It took all of her will not to laugh when he'd refused to give her money up front for guiding him to Zeke. It was such an Edger thing to do. He still hadn't paid her either. She killed a snicker. She bet Zeke took all of his money and Lord Bill was too proud to back out of the deal.

William stopped. One moment he strode next to her down the narrow path between the cypresses and the next he froze, caught in mid-step. His hand went to his blade.

"What is it?" she asked.

"I'm not sure." He stared at the old cypress up ahead.

Heh. He had found Urow. Cerise breathed a sigh of relief. She'd figured Urow was all right when she saw Lagar's men on the road. If they'd known where he was, either the lot of them or her cousin would be dead by now.

"Come out," she called. "He sees you."

A huge gray shade peeled itself from the cypress. Urow stepped onto the path. He wore blue jeans, no shirt, and no shoes. As if on cue, the moon rolled out from behind a ragged cloud. Silvery light bathed Urow's gray skin. He stood five feet tall and seemed nearly that wide across his shoulders. Huge slabs of muscle lined his massive chest and biceps. His left arm was human. His right was at least six inches longer, with thicker longer digits. Black claws tipped his fingers and toes.

William stared. She didn't blame him. Urow would give anyone pause, especially in the dark. His looks won him no friends, but nobody was in a hurry to become his enemy either.

Cerise walked over to him and gave him a hug. "How are you?"

Urow hugged her back, patted her gently. "What took so long?" His voice sounded like it came through a gravel grinder.

"We had a date with the sharks."

Urow glanced at William. "Who's your friend?"

"His name is William. He's from the Weird. I found him in the swamp and he followed me home."

Urow's black eyes took William's measure. "Did you feed him?"

"Yes."

"There's your mistake. That will do it every time."

The blueblood hadn't moved.

"This my cousin Urow," she told him. "We keep trying to get him to work less on strong and more on tall, but he doesn't listen."

Urow tossed back the mane of coarse black hair and grinned, showing a mouthful of serrated teeth.
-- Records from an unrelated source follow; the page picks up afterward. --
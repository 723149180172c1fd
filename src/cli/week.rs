//! `actweek week`: show where a reporting week stands.

use serde::Serialize;

use crate::error::Result;
use crate::output::{emit_success, HumanOutput};
use crate::storage::ObjectStore;
use crate::week::{self as weeks, WeekLedger, WeekPhase, WeekRecord};

use super::context::{GlobalOptions, Workspace};

pub struct WeekOptions {
    pub week: Option<u32>,
    pub global: GlobalOptions,
}

#[derive(Serialize)]
struct WeekReport {
    week: u32,
    #[serde(skip_serializing_if = "Option::is_none")]
    record: Option<WeekRecord>,
    objects: Vec<String>,
    pending: Vec<String>,
}

pub fn run(opts: WeekOptions) -> Result<()> {
    let ws = Workspace::open(&opts.global)?;
    let week = match opts.week {
        Some(week) => week,
        None => weeks::iso_week(opts.global.now()?.date_naive()),
    };

    let record = WeekLedger::new(&ws.store).read(week)?;
    let objects = ws.store.list(&format!("{week}_"))?;
    let pending = ws.store.list(&ws.config.store.inbox_prefix)?;

    let phase = record
        .as_ref()
        .map(|r| r.phase.to_string())
        .unwrap_or_else(|| "not started".to_string());
    let mut human = HumanOutput::new(format!("actweek week: week {week} {phase}"));
    human.push_summary("week", week.to_string());
    human.push_summary("phase", phase);
    if let Some(record) = &record {
        human.push_summary("year", record.year.to_string());
        human.push_summary("revision", record.revision.to_string());
        if let Some(source) = &record.requested_source {
            human.push_summary("requested from", source.clone());
        }
        if let Some(source) = &record.completed_source {
            human.push_summary("completed from", source.clone());
        }
        human.push_summary("updated", record.updated_at.to_rfc3339());
    }
    for key in &objects {
        human.push_detail(key.clone());
    }
    if !pending.is_empty() {
        human.push_warning(format!("{} sheet(s) waiting in the inbox", pending.len()));
    }
    match record.as_ref().map(|r| r.phase) {
        Some(WeekPhase::CompletedReceived) => {
            human.push_next_step(format!("actweek resume --week {week}"));
        }
        None | Some(WeekPhase::InitialReceived) => {
            human.push_next_step("actweek ingest <sheet.csv>");
        }
        Some(WeekPhase::Reconciled) => {}
    }

    let report = WeekReport {
        week,
        record,
        objects,
        pending,
    };
    emit_success(opts.global.output(), "week", &report, Some(&human))
}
William's face showed nothing. He simply waited, his attention focused on Urow.

Urow squared his shoulders, flexing. Just what she needed. Two knuckleheads in a tough man contest. She had to nip it in the bud. Urow outweighed William by at least two hundred pounds - her cousin weighed four hundred and then some, none of it fat, but Urow got along on brute strength and a loud roar, while William threw Lagar's crew around and made it seem effortless, like he was playing. Like he hurt people for fun.

"Stop trying to pick a fight with the blueblood." She patted Urow's arm. "He's my guest, and besides, he isn't the jumpy type."

She turned to where Urow's boat waited, tied to the cypress knees. He'd brought the smaller of his cargo boats, the smallest size that could be pulled by a rolpie without being tipped over. They'd go fast, and after the cramped canoe, extra room felt like a luxury.

"Is the blueblood coming with us?" Urow asked.

"He is."

"To the house?"

"Yes."

He chewed that over. "Are you sure?"

She let a note of steel slip into her voice. "Yes, I'm sure."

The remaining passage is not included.